Mientras tanto, a medida que el negro iba hablando, del interior del bosquecillo habían salido dos negros más.

Cuando las tropas llegaron al sitio en que me encontraba con los negros, el general Carr les hizo confesar que habían desertado del ejército de Penrose y que trataban de llegar a Fort Lyon. De lo que le dijeron los negros, Carr dedujo que Penrose y sus hombres se hallaban medio muertos de hambre en alguna parte de Palladora Creek, que no supieron precisar. Conocido el estado en que se hallaban las tropas de Penrose, el general Carr ordenó al mayor Brown que partiera de inmediato para buscarlos, llevando consigo cincuenta mulas bien cargadas con provisiones para aliviar la mala situación de aquella pobre gente. Formé parte del destacamento y al tercer día de marcha forzada dimos con ellos, que se hallaban ya casi exhaustos. Era en realidad un cuadro penoso ver el triste estado en que se hallaban por las privaciones. Hacía dos semanas que habían tenido que racionar a una cuarta parte la alimentación y ahora habían agotado ya todos los víveres. No parecían seres humanos sino espectros. Además, el campamento ofrecía un aspecto terrible porque por doquier se veían esqueletos de las mulas que habían muerto de fatiga y hambre. Al llegar el general Carr, siendo oficial de más antigüedad que Penrose, tomó el mando de todas las tropas. Lo primero que hizo fue descargar las carretas de sus provisiones y mandarlas de nuevo al fuerte Lyon en busca de alimentos. Luego reunió quinientos de los mejores hombres y caballos y con su tren bien cargado emprendió la marcha hacia el sur del río Canadian, dejando el resto de la tropa en el campamento.

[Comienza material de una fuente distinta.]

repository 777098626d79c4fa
use thiserror::Error;

#[derive(Debug, Error)]
pub enum StorageError {
    #[error("database error: {0}")]
    Database(#[from] rusqlite::Error),

    #[error("internal error: {0}")]
    Internal(#[from] anyhow::Error),
}
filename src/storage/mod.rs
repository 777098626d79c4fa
pub mod db;
pub mod error;
pub mod operations;
pub(crate) mod schema;
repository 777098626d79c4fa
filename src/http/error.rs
use rouille::Response;
use serde::Serialize;
use thiserror::Error;

use crate::{
    cache::CacheError, domain::track::InvalidTrackId, playback::PlaybackError,
    storage::error::StorageError,
};

#[derive(Debug, Error)]
pub enum ApiError {
    #[error("unauthorized")]
    Unauthorized,

    #[error("{0}")]
    NotFound(String),

    #[error("{0}")]
    BadRequest(String),

    #[error("requested range not satisfiable")]
    RangeNotSatisfiable { total: u64 },

    #[error("{0}")]
    Upstream(String),

    #[error("{0}")]
    Internal(String),
}

#[derive(Serialize)]
struct ErrorBody {
    error: String,
}

impl From<StorageError> for ApiError {
    fn from(err: StorageError) -> Self {
        log::error!("storage failure: {err}");
        ApiError::Internal("internal server error".into())
    }
}

impl From<CacheError> for ApiError {
    fn from(err: CacheError) -> Self {
        match err {
            CacheError::NotFound(id) => ApiError::NotFound(format!("track {id} is not cached")),
            CacheError::RangeNotSatisfiable { total } => ApiError::RangeNotSatisfiable { total },
            CacheError::InvalidFileName(name) => {
                ApiError::BadRequest(format!("invalid cache file name {name:?}"))
            }
            CacheError::Fs(e) => {
                log::error!("cache failure: {e}");
                ApiError::Internal("internal server error".into())
            }
        }
    }
}

impl From<PlaybackError> for ApiError {
    fn from(err: PlaybackError) -> Self {
        match err {
            PlaybackError::NotFound { .. } => ApiError::NotFound("Could not find song".into()),
            PlaybackError::Upstream(e) => {
                log::warn!("resolver failure: {e}");
                ApiError::Upstream("could not reach audio source".into())
            }
        }
    }
}

impl From<InvalidTrackId> for ApiError {
    fn from(err: InvalidTrackId) -> Self {
        ApiError::BadRequest(format!("invalid track id: {err}"))
    }
}

impl ApiError {
    pub fn status_code(&self) -> u16 {
        match self {
            ApiError::Unauthorized => 401,
            ApiError::NotFound(_) => 404,
            ApiError::BadRequest(_) => 400,
            ApiError::RangeNotSatisfiable { .. } => 416,
            ApiError::Upstream(_) => 502,
            ApiError::Internal(_) => 500,
        }
    }

    fn with_range_headers(&self, response: Response) -> Response {
        match self {
            ApiError::RangeNotSatisfiable { total } => response
                .with_unique_header("Content-Range", format!("bytes */{total}"))
                .with_unique_header("Accept-Ranges", "bytes"),
            _ => response,
        }
    }

    /// `{"error": ...}` body, for JSON endpoints
    pub fn into_response(self) -> Response {
        let status = self.status_code();
        let response = Response::json(&ErrorBody {
            error: self.to_string(),
        })
        .with_status_code(status);
        self.with_range_headers(response)
    }

    /// short plain text body, for audio endpoints
    pub fn into_text_response(self) -> Response {
        let status = self.status_code();
        let response = Response::text(self.to_string()).with_status_code(status);
        self.with_range_headers(response)
    }
}
use std::{path::PathBuf, sync::Arc};

use thiserror::Error;

use crate::{
    cache::CacheStore,
    domain::track::TrackRef,
    resolver::{AudioResolver, ResolveError},
};

/// Where the audio of a track can be played from
#[derive(Debug, Clone, PartialEq, Eq)]
pub enum PlaybackSource {
    Local { path: PathBuf },
    Remote { url: String },
}

#[derive(Debug, Error)]
pub enum PlaybackError {
    #[error("no playable audio found for {artist} - {title}")]
    NotFound { artist: String, title: String },

    #[error("resolver failed: {0}")]
    Upstream(#[from] ResolveError),
}

/// Decides between the local cache and the external resolver.
///
/// Nothing is remembered between calls: the cache is checked on every call since
/// a background download may have completed in between. Never writes to the cache.
pub struct PlaybackResolver {
    cache: Arc<CacheStore>,
    resolver: Arc<dyn AudioResolver>,
}

impl PlaybackResolver {
    pub fn new(cache: Arc<CacheStore>, resolver: Arc<dyn AudioResolver>) -> Self {
        Self { cache, resolver }
    }

    pub fn resolve(&self, track: &TrackRef) -> Result<PlaybackSource, PlaybackError> {
        if self.cache.exists(&track.id) {
            log::debug!("cache hit for {}", track.id);
            return Ok(PlaybackSource::Local {
                path: self.cache.path_for(&track.id),
            });
        }

        log::debug!("cache miss for {}, asking resolver", track.id);
        match self.resolver.resolve_audio_url(&track.search_query())? {
            Some(url) => Ok(PlaybackSource::Remote { url }),
            None => Err(PlaybackError::NotFound {
                artist: track.artist.clone(),
                title: track.title.clone(),
            }),
        }
    }
}

#[cfg(test)]
mod tests {
    use std::fs;

    use tempfile::TempDir;

    use super::*;
    use crate::resolver::stub::ResolverStub;

    const QUERY: &str = "Artist - Title audio";

    fn setup(tmp: &TempDir, stub: ResolverStub) -> (Arc<CacheStore>, Arc<ResolverStub>, PlaybackResolver) {
        let cache = Arc::new(CacheStore::new(tmp.path(), "m4a"));
        let stub = Arc::new(stub);
        let resolver = PlaybackResolver::new(Arc::clone(&cache), stub.clone());
        (cache, stub, resolver)
    }

    fn track() -> TrackRef {
        TrackRef::new("42", "Artist", "Title").unwrap()
    }

    #[test]
    fn cached_track_plays_locally_without_resolver() {
        let tmp = TempDir::new().unwrap();
        let (cache, stub, resolver) =
            setup(&tmp, ResolverStub::with_url(QUERY, "https://cdn.example/a"));
        fs::write(cache.path_for(&track().id), b"audio").unwrap();

        let source = resolver.resolve(&track()).unwrap();

        assert_eq!(
            source,
            PlaybackSource::Local {
                path: tmp.path().join("42.m4a")
            }
        );
        assert_eq!(stub.url_calls(), 0);
    }

    #[test]
    fn miss_asks_resolver_once() {
        let tmp = TempDir::new().unwrap();
        let (_, stub, resolver) =
            setup(&tmp, ResolverStub::with_url(QUERY, "https://cdn.example/a"));

        let source = resolver.resolve(&track()).unwrap();

        assert_eq!(
            source,
            PlaybackSource::Remote {
                url: "https://cdn.example/a".to_string()
            }
        );
        assert_eq!(stub.url_calls(), 1);
    }

    #[test]
    fn miss_without_result_is_not_found() {
        let tmp = TempDir::new().unwrap();
        let (_, stub, resolver) = setup(&tmp, ResolverStub::default());

        let err = resolver.resolve(&track()).unwrap_err();

        assert!(matches!(err, PlaybackError::NotFound { .. }));
        assert_eq!(stub.url_calls(), 1);
    }

    #[test]
    fn resolver_failure_is_upstream_error() {
        let tmp = TempDir::new().unwrap();
        let (_, stub, resolver) = setup(&tmp, ResolverStub::failing());

        let err = resolver.resolve(&track()).unwrap_err();

        assert!(matches!(err, PlaybackError::Upstream(_)));
        assert_eq!(stub.url_calls(), 1);
    }

    #[test]
    fn decision_is_rechecked_every_call() {
        let tmp = TempDir::new().unwrap();
        let (cache, stub, resolver) =
            setup(&tmp, ResolverStub::with_url(QUERY, "https://cdn.example/a"));

        assert!(matches!(
            resolver.resolve(&track()),
            Ok(PlaybackSource::Remote { .. })
        ));
        cache
            .write_stream(&track().id, &mut b"audio".as_slice())
            .unwrap();
        assert!(matches!(
            resolver.resolve(&track()),
            Ok(PlaybackSource::Local { .. })
        ));
        assert_eq!(stub.url_calls(), 1);
    }
}
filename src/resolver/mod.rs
//! Lookup of playable audio on an external video platform

use std::io::Read;

use thiserror::Error;

pub mod ytdlp;

pub use ytdlp::YtDlp;

#[derive(Debug, Error)]
pub enum ResolveError {
    #[error("resolver program is not available: {0}")]
    ProgramMissing(std::io::Error),

    #[error("resolver failed ({status}): {stderr}")]
    Failed { status: String, stderr: String },

    #[error("resolver timed out after {0}s")]
    TimedOut(u64),

    #[error("no playable audio found")]
    NoResult,

    #[error("upstream request failed: {0}")]
    Http(#[from] reqwest::Error),

    #[error("io error: {0}")]
    Io(#[from] std::io::Error),
}

/// Best-effort source of audio for a free-text query.
///
/// Implementations are shared between request threads and download workers.
pub trait AudioResolver: Send + Sync {
    /// Returns a direct, streamable URL, or `None` if the search had no hit.
    fn resolve_audio_url(&self, query: &str) -> Result<Option<String>, ResolveError>;

    /// Opens the audio bytes for `query`, used to fill the cache.
    fn open_audio(&self, query: &str) -> Result<Box<dyn Read + Send>, ResolveError>;
}

#[cfg(test)]
pub mod stub {
    use std::{
        collections::HashMap,
        io::{Cursor, Read},
        sync::{
            Mutex,
            atomic::{AtomicUsize, Ordering},
        },
    };

    use super::*;

    /// Resolver answering from a fixed table, counting calls
    #[derive(Default)]
    pub struct ResolverStub {
        pub urls: HashMap<String, String>,
        pub audio: HashMap<String, Vec<u8>>,
        pub fail: bool,
        pub url_calls: AtomicUsize,
        pub open_calls: AtomicUsize,
        /// when set, `open_audio` blocks until a message arrives
        pub gate: Mutex<Option<crossbeam::channel::Receiver<()>>>,
    }

    impl ResolverStub {
        pub fn with_url(query: &str, url: &str) -> Self {
            let mut stub = Self::default();
            stub.urls.insert(query.to_string(), url.to_string());
            stub
        }

        pub fn with_audio(query: &str, audio: &[u8]) -> Self {
            let mut stub = Self::default();
            stub.audio.insert(query.to_string(), audio.to_vec());
            stub
        }

        pub fn failing() -> Self {
            Self {
                fail: true,
                ..Default::default()
            }
        }

        pub fn url_calls(&self) -> usize {
            self.url_calls.load(Ordering::SeqCst)
        }

        pub fn open_calls(&self) -> usize {
            self.open_calls.load(Ordering::SeqCst)
        }
    }

    impl AudioResolver for ResolverStub {
        fn resolve_audio_url(&self, query: &str) -> Result<Option<String>, ResolveError> {
            self.url_calls.fetch_add(1, Ordering::SeqCst);
            if self.fail {
                return Err(ResolveError::Failed {
                    status: "exit status: 1".to_string(),
                    stderr: "network down".to_string(),
                });
            }
            Ok(self.urls.get(query).cloned())
        }

        fn open_audio(&self, query: &str) -> Result<Box<dyn Read + Send>, ResolveError> {
            self.open_calls.fetch_add(1, Ordering::SeqCst);
            let gate = self.gate.lock().unwrap().clone();
            if let Some(gate) = gate {
                let _ = gate.recv();
            }
            if self.fail {
                return Err(ResolveError::NoResult);
            }
            let audio = self.audio.get(query).cloned().ok_or(ResolveError::NoResult)?;
            Ok(Box::new(Cursor::new(audio)))
        }
    }
}
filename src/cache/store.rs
//! Directory backed audio cache.
//!
//! Presence of `<id>.<ext>` under the root is the only source of truth.
//! Files only appear under that name through an atomic rename, so a reader
//! either sees a complete file or nothing.

use std::{
    fs::File,
    io::{self, Read, Seek, SeekFrom},
    path::{Path, PathBuf},
};

use walkdir::WalkDir;

use crate::{
    cache::error::CacheError,
    config::CacheConfig,
    domain::track::TrackId,
    range::{ByteSpan, RangeSpec},
};

pub struct CacheStore {
    root: PathBuf,
    extension: String,
}

/// Cached file opened for reading, positioned at the start of the requested span
#[derive(Debug)]
pub struct CachedAudio {
    pub path: PathBuf,
    pub body: io::Take<File>,
    /// full size of the file
    pub total: u64,
    /// `None` when the whole file was requested
    pub span: Option<ByteSpan>,
}

impl CachedAudio {
    /// number of bytes the body will yield
    pub fn len(&self) -> u64 {
        self.span.map_or(self.total, |span| span.len())
    }
}

#[derive(Debug, PartialEq, Eq)]
pub struct CacheEntry {
    pub track_id: TrackId,
    pub size: u64,
}

impl CacheStore {
    /// does not touch the file system, see [`CacheStore::open`]
    pub fn new<P: AsRef<Path>>(root: P, extension: &str) -> Self {
        Self {
            root: root.as_ref().to_path_buf(),
            extension: extension.trim_start_matches('.').to_string(),
        }
    }

    /// creates the cache root if needed
    pub fn open(config: &CacheConfig) -> Result<Self, CacheError> {
        std::fs::create_dir_all(&config.root)?;
        Ok(Self::new(&config.root, &config.extension))
    }

    pub fn root(&self) -> &Path {
        &self.root
    }

    pub fn file_name(&self, id: &TrackId) -> String {
        format!("{}.{}", id, self.extension)
    }

    pub fn path_for(&self, id: &TrackId) -> PathBuf {
        self.root.join(self.file_name(id))
    }

    pub fn exists(&self, id: &TrackId) -> bool {
        self.path_for(id).is_file()
    }

    /// maps `<id>.<ext>` back to the track id, rejecting anything else
    pub fn id_from_file_name(&self, file_name: &str) -> Result<TrackId, CacheError> {
        let invalid = || CacheError::InvalidFileName(file_name.to_string());
        let stem = file_name
            .strip_suffix(self.extension.as_str())
            .and_then(|rest| rest.strip_suffix('.'))
            .ok_or_else(invalid)?;
        TrackId::parse(stem).map_err(|_| invalid())
    }

    pub fn open_for_read(
        &self,
        id: &TrackId,
        range: Option<RangeSpec>,
    ) -> Result<CachedAudio, CacheError> {
        let path = self.path_for(id);
        let mut file = match File::open(&path) {
            Ok(file) => file,
            Err(e) if e.kind() == io::ErrorKind::NotFound => {
                return Err(CacheError::NotFound(id.clone()));
            }
            Err(e) => return Err(e.into()),
        };
        let total = file.metadata()?.len();

        let span = match range {
            Some(range) => Some(
                range
                    .resolve(total)
                    .map_err(|e| CacheError::RangeNotSatisfiable { total: e.total })?,
            ),
            None => None,
        };

        let (start, len) = span.map_or((0, total), |span| (span.start, span.len()));
        if start > 0 {
            file.seek(SeekFrom::Start(start))?;
        }

        Ok(CachedAudio {
            path,
            body: file.take(len),
            total,
            span,
        })
    }

    /// Copies `source` into the cache under `id`.
    ///
    /// Bytes go to a uniquely named hidden file next to the final one which is
    /// renamed into place once everything is synced. On error the temporary
    /// file is removed and nothing is visible under `path_for(id)`.
    pub fn write_stream<R: Read + ?Sized>(
        &self,
        id: &TrackId,
        source: &mut R,
    ) -> Result<PathBuf, CacheError> {
        let target = self.path_for(id);
        let mut tmp = tempfile::Builder::new()
            .prefix(&format!(".{id}."))
            .suffix(".part")
            .tempfile_in(&self.root)?;

        let written = io::copy(source, tmp.as_file_mut())?;
        tmp.as_file().sync_all()?;
        tmp.persist(&target)?;

        log::debug!("cached {} bytes for {} at {}", written, id, target.display());
        Ok(target)
    }

    /// Lists committed entries. Temporary files and foreign files are skipped.
    pub fn entries(&self) -> Result<Vec<CacheEntry>, CacheError> {
        let mut entries = Vec::new();
        for entry in WalkDir::new(&self.root).min_depth(1).max_depth(1) {
            let entry = entry.map_err(|e| CacheError::Fs(e.into()))?;
            if !entry.file_type().is_file() {
                continue;
            }
            let name = entry.file_name().to_string_lossy();
            if let Ok(track_id) = self.id_from_file_name(&name) {
                let size = entry.metadata().map_err(|e| CacheError::Fs(e.into()))?.len();
                entries.push(CacheEntry { track_id, size });
            }
        }
        entries.sort_by(|a, b| a.track_id.cmp(&b.track_id));
        Ok(entries)
    }
}
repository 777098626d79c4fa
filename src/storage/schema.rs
use rusqlite::Connection;

pub mod tables {
    pub const SESSIONS: &str = "sessions";
    pub const LIKES: &str = "likes";

    pub const ALL_TABLES: &[&str] = &[SESSIONS, LIKES];
}

pub mod columns {
    pub const TOKEN_HASH: &str = "token_hash";
    pub const USER: &str = "user";
    pub const CREATED_AT: &str = "created_at";
    pub const TRACK_ID: &str = "track_id";
    pub const TITLE: &str = "title";
    pub const ARTIST: &str = "artist";
    pub const ALBUM: &str = "album";
    pub const COVER: &str = "cover";
    pub const LIKED_AT: &str = "liked_at";
}

pub use columns::*;
pub use tables::*;

const SCHEMA: &str = r#"
CREATE TABLE IF NOT EXISTS sessions (
    token_hash TEXT PRIMARY KEY,
    user TEXT NOT NULL,
    created_at INTEGER NOT NULL
);

CREATE TABLE IF NOT EXISTS likes (
    user TEXT NOT NULL,
    track_id TEXT NOT NULL,
    title TEXT NOT NULL,
    artist TEXT NOT NULL,
    album TEXT NOT NULL DEFAULT '',
    cover TEXT NOT NULL DEFAULT '',
    liked_at INTEGER NOT NULL,
    PRIMARY KEY (user, track_id)
);
"#;

pub fn init(conn: &Connection) -> Result<(), rusqlite::Error> {
    conn.execute_batch(SCHEMA)
}
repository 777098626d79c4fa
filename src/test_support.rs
//! Helpers shared by unit tests

use std::{
    io::{Read, Write},
    net::TcpListener,
    sync::mpsc::Sender,
    thread::JoinHandle,
    time::Duration,
};

use crossbeam::channel::Receiver;

use rouille::{Request, Response};

/// Local HTTP server standing in for an external service
pub struct Upstream {
    pub base_url: String,
    stop: Option<Sender<()>>,
    handle: Option<JoinHandle<()>>,
}

impl Upstream {
    pub fn start<F>(handler: F) -> Self
    where
        F: Send + Sync + 'static + Fn(&Request) -> Response,
    {
        let server = rouille::Server::new("127.0.0.1:0", handler).expect("bind upstream");
        let base_url = format!("http://{}", server.server_addr());
        let (handle, stop) = server.stoppable();
        Self {
            base_url,
            stop: Some(stop),
            handle: Some(handle),
        }
    }
}

impl Drop for Upstream {
    fn drop(&mut self) {
        if let Some(stop) = self.stop.take() {
            let _ = stop.send(());
        }
        if let Some(handle) = self.handle.take() {
            let _ = handle.join();
        }
    }
}

/// a base url nothing listens on
pub fn unreachable_base_url() -> String {
    let listener = std::net::TcpListener::bind("127.0.0.1:0").unwrap();
    let addr = listener.local_addr().unwrap();
    drop(listener);
    format!("http://{addr}")
}

/// Answers one request with headers and the first bytes of a 1000 byte body,
/// then sends nothing more. Returns the URL and a receiver that gets a message
/// once the client closes the connection.
pub fn stalling_upstream() -> (String, Receiver<()>) {
    let listener = TcpListener::bind("127.0.0.1:0").unwrap();
    let url = format!("http://{}/audio", listener.local_addr().unwrap());
    let (closed_tx, closed) = crossbeam::channel::bounded(1);

    std::thread::spawn(move || {
        let (mut stream, _) = listener.accept().unwrap();
        let mut request = Vec::new();
        let mut buf = [0u8; 1024];
        while !request.windows(4).any(|w| w == b"\r\n\r\n") {
            match stream.read(&mut buf) {
                Ok(0) | Err(_) => return,
                Ok(n) => request.extend_from_slice(&buf[..n]),
            }
        }
        stream
            .write_all(
                b"HTTP/1.1 200 OK\r\nContent-Type: audio/mp4\r\nContent-Length: 1000\r\n\r\nabcd",
            )
            .unwrap();
        stream.flush().unwrap();

        stream.set_read_timeout(Some(Duration::from_secs(10))).unwrap();
        if let Ok(0) = stream.read(&mut buf) {
            let _ = closed_tx.send(());
        }
    });
    (url, closed)
}

pub fn read_body(response: Response) -> Vec<u8> {
    let mut body = Vec::new();
    response
        .data
        .into_reader_and_size()
        .0
        .read_to_end(&mut body)
        .unwrap();
    body
}

pub fn header<'a>(response: &'a Response, name: &str) -> Option<&'a str> {
    response
        .headers
        .iter()
        .find(|(key, _)| key.eq_ignore_ascii_case(name))
        .map(|(_, value)| value.as_ref())
}

pub fn parse_json_response<T: serde::de::DeserializeOwned>(response: Response) -> T {
    serde_json::from_slice(&read_body(response)).unwrap()
}
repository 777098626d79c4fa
//! Byte range negotiation shared by the cache store and the stream server

use thiserror::Error;

/// A single range as written by the client in `Range: bytes=...`
#[derive(Debug, Clone, Copy, PartialEq, Eq)]
pub enum RangeSpec {
    /// `bytes=start-` or `bytes=start-end`, end inclusive
    From { start: u64, end: Option<u64> },
    /// `bytes=-n`, the last n bytes
    Suffix(u64),
}

/// Resolved, inclusive span inside a resource of known size
#[derive(Debug, Clone, Copy, PartialEq, Eq)]
pub struct ByteSpan {
    pub start: u64,
    pub end: u64,
}

#[derive(Debug, Error, PartialEq, Eq)]
#[error("range not satisfiable for {total} bytes")]
pub struct Unsatisfiable {
    pub total: u64,
}

/// Parses a `Range` header value.
///
/// Returns `None` for anything we do not serve as a range: other units,
/// multiple ranges, garbage, or `end < start`. Callers then answer with the
/// full resource, as a server ignoring the header would.
pub fn parse_range_header(value: &str) -> Option<RangeSpec> {
    let spec = value.trim().strip_prefix("bytes=")?.trim();
    if spec.contains(',') {
        return None;
    }
    let (start, end) = spec.split_once('-')?;
    let (start, end) = (start.trim(), end.trim());

    if start.is_empty() {
        let len = end.parse::<u64>().ok()?;
        return Some(RangeSpec::Suffix(len));
    }

    let start = start.parse::<u64>().ok()?;
    let end = if end.is_empty() {
        None
    } else {
        let end = end.parse::<u64>().ok()?;
        if end < start {
            return None;
        }
        Some(end)
    };
    Some(RangeSpec::From { start, end })
}

impl RangeSpec {
    pub fn resolve(&self, total: u64) -> Result<ByteSpan, Unsatisfiable> {
        if total == 0 {
            return Err(Unsatisfiable { total });
        }
        let last = total - 1;
        match *self {
            RangeSpec::From { start, end } => {
                if start >= total {
                    return Err(Unsatisfiable { total });
                }
                let end = end.map_or(last, |end| end.min(last));
                Ok(ByteSpan { start, end })
            }
            RangeSpec::Suffix(0) => Err(Unsatisfiable { total }),
            RangeSpec::Suffix(len) => Ok(ByteSpan {
                start: total.saturating_sub(len),
                end: last,
            }),
        }
    }
}

impl ByteSpan {
    pub fn len(&self) -> u64 {
        self.end - self.start + 1
    }

    /// value of the `Content-Range` header for this span
    pub fn content_range(&self, total: u64) -> String {
        format!("bytes {}-{}/{}", self.start, self.end, total)
    }
}
//! Background downloads filling the audio cache.
//!
//! A fixed number of worker threads pull jobs from a queue. A track id is
//! marked pending from submission until its job ends, and submissions for a
//! pending id are ignored, so one id is never fetched twice at the same time.

use std::{
    collections::HashSet,
    panic::AssertUnwindSafe,
    path::PathBuf,
    sync::{Arc, Mutex, MutexGuard, PoisonError},
    thread::JoinHandle,
};

use chrono::{DateTime, Utc};
use crossbeam::channel::{Receiver, Sender, unbounded};
use thiserror::Error;

use crate::{
    cache::{CacheError, CacheStore},
    domain::track::{TrackId, TrackRef},
    resolver::{AudioResolver, ResolveError},
};

#[derive(Debug, Clone)]
pub struct DownloadJob {
    pub track: TrackRef,
    pub submitted_at: DateTime<Utc>,
}

#[derive(Debug, Clone, Copy, PartialEq, Eq)]
pub enum SubmitOutcome {
    Queued,
    /// a job for the same id is queued or running, nothing was added
    AlreadyPending,
    /// the scheduler is shutting down
    Closed,
}

#[derive(Debug, PartialEq, Eq)]
pub enum JobOutcome {
    Committed(PathBuf),
    AlreadyCached,
}

#[derive(Debug, Error)]
pub enum DownloadError {
    #[error("resolve failed: {0}")]
    Resolve(#[from] ResolveError),

    #[error("cache write failed: {0}")]
    Cache(#[from] CacheError),
}

type PendingSet = Arc<Mutex<HashSet<TrackId>>>;

fn lock(pending: &PendingSet) -> MutexGuard<'_, HashSet<TrackId>> {
    // the set stays consistent even if a holder panicked
    pending.lock().unwrap_or_else(PoisonError::into_inner)
}

/// Clears the pending mark when a job ends, however it ends
struct PendingGuard<'a> {
    pending: &'a PendingSet,
    id: TrackId,
}

impl Drop for PendingGuard<'_> {
    fn drop(&mut self) {
        lock(self.pending).remove(&self.id);
    }
}

pub struct DownloadScheduler {
    sender: Option<Sender<DownloadJob>>,
    pending: PendingSet,
    workers: Vec<JoinHandle<()>>,
}

impl DownloadScheduler {
    pub fn new(
        workers: usize,
        cache: Arc<CacheStore>,
        resolver: Arc<dyn AudioResolver>,
    ) -> std::io::Result<Self> {
        let (sender, receiver) = unbounded::<DownloadJob>();
        let pending = PendingSet::default();

        let workers = (0..workers.max(1))
            .map(|n| {
                let receiver = receiver.clone();
                let pending = Arc::clone(&pending);
                let cache = Arc::clone(&cache);
                let resolver = Arc::clone(&resolver);
                std::thread::Builder::new()
                    .name(format!("download-{n}"))
                    .spawn(move || worker_loop(receiver, pending, cache, resolver))
            })
            .collect::<Result<Vec<_>, _>>()?;

        Ok(Self {
            sender: Some(sender),
            pending,
            workers,
        })
    }

    /// Queues a download and returns immediately.
    pub fn submit(&self, track: TrackRef) -> SubmitOutcome {
        let Some(sender) = &self.sender else {
            return SubmitOutcome::Closed;
        };

        let id = track.id.clone();
        if !lock(&self.pending).insert(id.clone()) {
            log::debug!("download of {id} already pending");
            return SubmitOutcome::AlreadyPending;
        }

        let job = DownloadJob {
            track,
            submitted_at: Utc::now(),
        };
        if sender.send(job).is_err() {
            log::error!("download queue closed, dropping {id}");
            lock(&self.pending).remove(&id);
            return SubmitOutcome::Closed;
        }
        log::info!("queued download of {id}");
        SubmitOutcome::Queued
    }

    pub fn is_pending(&self, id: &TrackId) -> bool {
        lock(&self.pending).contains(id)
    }

    /// Stops accepting jobs, lets the workers drain the queue and joins them.
    pub fn shutdown(mut self) {
        self.sender.take();
        for worker in self.workers.drain(..) {
            if worker.join().is_err() {
                log::error!("download worker panicked");
            }
        }
    }
}

fn worker_loop(
    receiver: Receiver<DownloadJob>,
    pending: PendingSet,
    cache: Arc<CacheStore>,
    resolver: Arc<dyn AudioResolver>,
) {
    for job in receiver.iter() {
        let _guard = PendingGuard {
            pending: &pending,
            id: job.track.id.clone(),
        };
        let id = job.track.id.clone();
        let waited = Utc::now() - job.submitted_at;
        log::info!(
            "downloading {} ({} - {}) after {}ms in queue",
            id,
            job.track.artist,
            job.track.title,
            waited.num_milliseconds()
        );

        let result = std::panic::catch_unwind(AssertUnwindSafe(|| {
            run_job(&cache, resolver.as_ref(), &job)
        }));

        match result {
            Ok(Ok(JobOutcome::Committed(path))) => {
                log::info!("cached {} at {}", id, path.display())
            }
            Ok(Ok(JobOutcome::AlreadyCached)) => log::info!("{id} already cached, skipping"),
            Ok(Err(e)) => log::warn!("download of {id} failed, dropping job: {e}"),
            Err(_) => log::error!("download of {id} panicked, dropping job"),
        }
    }
}

/// Fetches one track into the cache unless it is already there
pub fn run_job(
    cache: &CacheStore,
    resolver: &dyn AudioResolver,
    job: &DownloadJob,
) -> Result<JobOutcome, DownloadError> {
    let id = &job.track.id;
    if cache.exists(id) {
        return Ok(JobOutcome::AlreadyCached);
    }
    let mut source = resolver.open_audio(&job.track.search_query())?;
    let path = cache.write_stream(id, &mut source)?;
    Ok(JobOutcome::Committed(path))
}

Naturalmente, yo fui con él. Durante varios días exploramos la región del Canadian sin hallar indios ni huellas suyas. Volvimos al campamento donde, junto con nosotros, llegaban de regreso de Fort Lyon las carretas con las nuevas provisiones.

Una vez que hombres, caballos y mulas hubieron recuperado sus fuerzas, iniciamos el regreso a Fort Lyon, adonde llegamos en marzo de 1869. Se había dispuesto que el ejército descansara allí durante unas cuantas semanas antes de prepararse para invadir, una parte de él, el condado del Platte, como había dispuesto el Estado Mayor General.